So, in our orientation two weeks ago, one thing our boss said was that failure is a part of any Mission experience. Failure happens, it is inevitable, and it even can be a moment of grace and growth if handled in the correct way.
Let me say this, I am experiencing it in many little ways thus far. This past week was our first full week of work, and it's insane to think about all that was accomplished in the course of 6-7 days; however, it is also hard for me to swallow the fact that I've already had many little moments of failure. Now, I'll preface by saying that all my mess ups have been, for the most part, small little learning moments that didn't destroy anything holistically sound or structured. However, in the moment, each mess up seemed insurmountable, and it finally hit me like a ton of bricks...I don't know how to fail gracefully.
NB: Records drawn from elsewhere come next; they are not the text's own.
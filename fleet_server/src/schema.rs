diesel::table! {
    hosts (id) {
        id -> Integer,
        created_at -> Timestamp,
        updated_at -> Timestamp,
        osquery_host_id -> Text,     // assigned by the agent at first enroll, never reused
        node_key -> Text,            // rotated on every enroll
        detail_updated_at -> Timestamp,
        label_updated_at -> Timestamp,
        last_enrolled_at -> Timestamp,
        seen_time -> Timestamp,
        refetch_requested -> Bool,

        hostname -> Text,
        uuid -> Text,
        platform -> Text,
        osquery_version -> Text,
        os_version -> Text,
        build -> Text,
        platform_like -> Text,
        code_name -> Text,
        uptime -> BigInt,            // seconds
        memory -> BigInt,

        cpu_type -> Text,
        cpu_brand -> Text,
        cpu_physical_cores -> Integer,
        cpu_logical_cores -> Integer,

        hardware_vendor -> Text,
        hardware_model -> Text,
        hardware_serial -> Text,
        computer_name -> Text,
        primary_ip -> Text,
        primary_mac -> Text,

        distributed_interval -> Integer, // seconds
        config_tls_refresh -> Integer,   // seconds
        logger_tls_period -> Integer,    // seconds
        team_id -> Nullable<Integer>,
    }
}

diesel::table! {
    host_additional (host_id) {
        host_id -> Integer,
        additional -> Nullable<Text>, // raw JSON from the additional queries
    }
}

diesel::table! {
    software (id) {
        id -> Integer,
        host_id -> Integer,
        name -> Text,
        version -> Text,
        source -> Text,              // chrome_extensions | deb_packages | apps | ...
    }
}

diesel::table! {
    label_membership (label_id, host_id) {
        label_id -> Integer,
        host_id -> Integer,
    }
}

diesel::table! {
    carve_metadata (id) {
        id -> Integer,
        host_id -> Integer,
        created_at -> Timestamp,
        name -> Text,
        block_count -> BigInt,
        block_size -> BigInt,
        carve_size -> BigInt,
        carve_id -> Text,
        request_id -> Text,
        session_id -> Text,
        max_block -> BigInt,         // highest block index seen, -1 when none
        expired -> Bool,
    }
}

diesel::table! {
    carve_blocks (metadata_id, block_id) {
        metadata_id -> Integer,
        block_id -> BigInt,
        data -> Binary,
    }
}

diesel::joinable!(host_additional -> hosts (host_id));
diesel::joinable!(software -> hosts (host_id));
diesel::joinable!(label_membership -> hosts (host_id));
diesel::joinable!(carve_blocks -> carve_metadata (metadata_id));

diesel::allow_tables_to_appear_in_same_query!(
    hosts,
    host_additional,
    software,
    label_membership,
    carve_metadata,
    carve_blocks,
);
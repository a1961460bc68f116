// Copyright (c) 2026 Robert L. Snyder, Sierra Vista, AZ
// Licensed under the MIT License. See LICENSE file in the project root for details.

//! Session file watcher for hot reload.
//!
//! Watches one session file and emits a reparsed `SessionFile` when it
//! changes. Edits are debounced; a file that fails to parse emits an
//! error event and the previous session stays in effect.

use std::path::{Path, PathBuf};
use std::sync::mpsc::{self, Receiver, Sender, TryRecvError};
use std::time::{Duration, Instant};

use anyhow::{anyhow, Result};
use notify::{Config, Event, EventKind, RecommendedWatcher, RecursiveMode, Watcher};
use tracing::warn;

use super::SessionFile;

/// Events emitted by the session watcher
#[derive(Debug)]
pub enum SessionEvent {
    /// The file changed and parsed cleanly
    Reloaded(Box<SessionFile>),
    /// The file changed but could not be parsed or validated
    Error(String),
}

/// Watches a session file and reports debounced reloads
pub struct SessionWatcher {
    _watcher: RecommendedWatcher,
    events: Receiver<SessionEvent>,
    path: PathBuf,
}

impl SessionWatcher {
    /// Watch `path`, debouncing rapid edits by `debounce_ms` (default 300)
    pub fn new<P: AsRef<Path>>(path: P, debounce_ms: Option<u64>) -> Result<Self> {
        let path = path.as_ref().to_path_buf();
        let debounce = Duration::from_millis(debounce_ms.unwrap_or(300));

        let (event_tx, event_rx): (Sender<SessionEvent>, Receiver<SessionEvent>) = mpsc::channel();
        let (notify_tx, notify_rx): (Sender<Event>, Receiver<Event>) = mpsc::channel();

        let mut watcher = RecommendedWatcher::new(
            move |res: std::result::Result<Event, notify::Error>| {
                if let Ok(event) = res {
                    let _ = notify_tx.send(event);
                }
            },
            Config::default(),
        )
        .map_err(|e| anyhow!("Failed to create file watcher: {}", e))?;

        watcher
            .watch(&path, RecursiveMode::NonRecursive)
            .map_err(|e| anyhow!("Failed to watch {:?}: {}", path, e))?;

        let reload_path = path.clone();
        std::thread::spawn(move || {
            let mut dirty_since: Option<Instant> = None;
            loop {
                match notify_rx.recv_timeout(Duration::from_millis(100)) {
                    Ok(event) => {
                        if matches!(event.kind, EventKind::Modify(_) | EventKind::Create(_)) {
                            dirty_since = Some(Instant::now());
                        }
                    }
                    Err(mpsc::RecvTimeoutError::Timeout) => {}
                    Err(mpsc::RecvTimeoutError::Disconnected) => break,
                }

                let due = dirty_since.is_some_and(|since| since.elapsed() >= debounce);
                if due {
                    dirty_since = None;
                    let outcome = reload(&reload_path);
                    if event_tx.send(outcome).is_err() {
                        break;
                    }
                }
            }
        });

        Ok(Self {
            _watcher: watcher,
            events: event_rx,
            path,
        })
    }

    /// The watched path
    pub fn path(&self) -> &Path {
        &self.path
    }

    /// Non-blocking poll for the next watcher event
    pub fn try_recv(&self) -> Option<SessionEvent> {
        match self.events.try_recv() {
            Ok(event) => Some(event),
            Err(TryRecvError::Empty) | Err(TryRecvError::Disconnected) => None,
        }
    }
}

/// Re-read and validate the watched session file
fn reload(path: &Path) -> SessionEvent {
    match SessionFile::load(path) {
        Ok(session) => {
            let problems = session.validate();
            if problems.is_empty() {
                SessionEvent::Reloaded(Box::new(session))
            } else {
                warn!(?path, "reloaded session failed validation");
                SessionEvent::Error(problems.join("; "))
            }
        }
        Err(error) => SessionEvent::Error(error.to_string()),
    }
}
// Copyright (c) 2026 Robert L. Snyder, Sierra Vista, AZ
// Licensed under the MIT License. See LICENSE file in the project root for details.

//! chordloop - a transport-synchronized chord playback engine.
//!
//! Compiles a chord chart plus a tempo into a deterministic timed event
//! schedule, strums it through a FluidLite guitar sampler, mixes
//! beat-anchored audio clips against the same clock with per-track
//! mute/solo resolution, and reports progress to the embedding view layer
//! through a drained event queue.

pub mod audio;
pub mod config;
pub mod engine;
pub mod messaging;
pub mod music;
pub mod playback;
pub mod timing;

pub use engine::{Engine, EngineError};
pub use messaging::UiEvent;
pub use music::{Chord, Progression, StrummingPattern};
pub use playback::{ClipId, NewClip, PlaybackState, TrackId};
I've been doing a lot of work at the radio this past week, and it has been such an educational and learning experience for me to work the board, get out into the field and talk to people, create commercials and liners, and simply fill dead air on the radio waves. I am so thankful for the patience and support of everyone at the radio who have helped us 3 volunteers get into the swing of things. I never thought that in one week I could feel confident enough to sit in the on-air room alone and keep things moving. With this confidence, though, I also bring many nerves. Many times throughout the week, there were ads that needed to be played that I missed, names that I mispronounced, songs I didn't realize needed to be included in spots throughout the shows, and so on and so forth. It is humbling to realize that I have very little experience in this field, and that I know close to nothing about it. The hardest part for me is to simply accept the moments I drop the ball and learn from them. I am a perfectionist, and, as a result, I hold onto my mess ups and let them eat away at me, creating a bigger internal issue than necessary.
I am still trying to find my niche at the Mission as well, so it's hard for me at times to stay positive when I build these failures up and convince myself I have nothing to contribute. I have been praying every night that WHEN (not IF) I fail next, that I can have a little more grace and class than the previous time. To this day, it's one of the most mature prayers I've ever made. I didn't expect to come into here perfect; I knew I would mess up, but that didn't make it any easier when the little failures came.
As I take a few days off and reflect on the first week, I simply want to learn how to let go and move forward with a new mindset and energy. I'm hoping and praying that as more failures come, so will my growth and knowledge and gratitude. So, in a way, I look forward to failure? (Okay, I'm not THAT insane. I'm secretly still hoping I'll be perfect by Wednesday). But, hey, I think I'm taking steps in the right direction.
So, if there's one thing I can definitely say out of experience: failure is one heck of a teacher. I just hope I become a better student.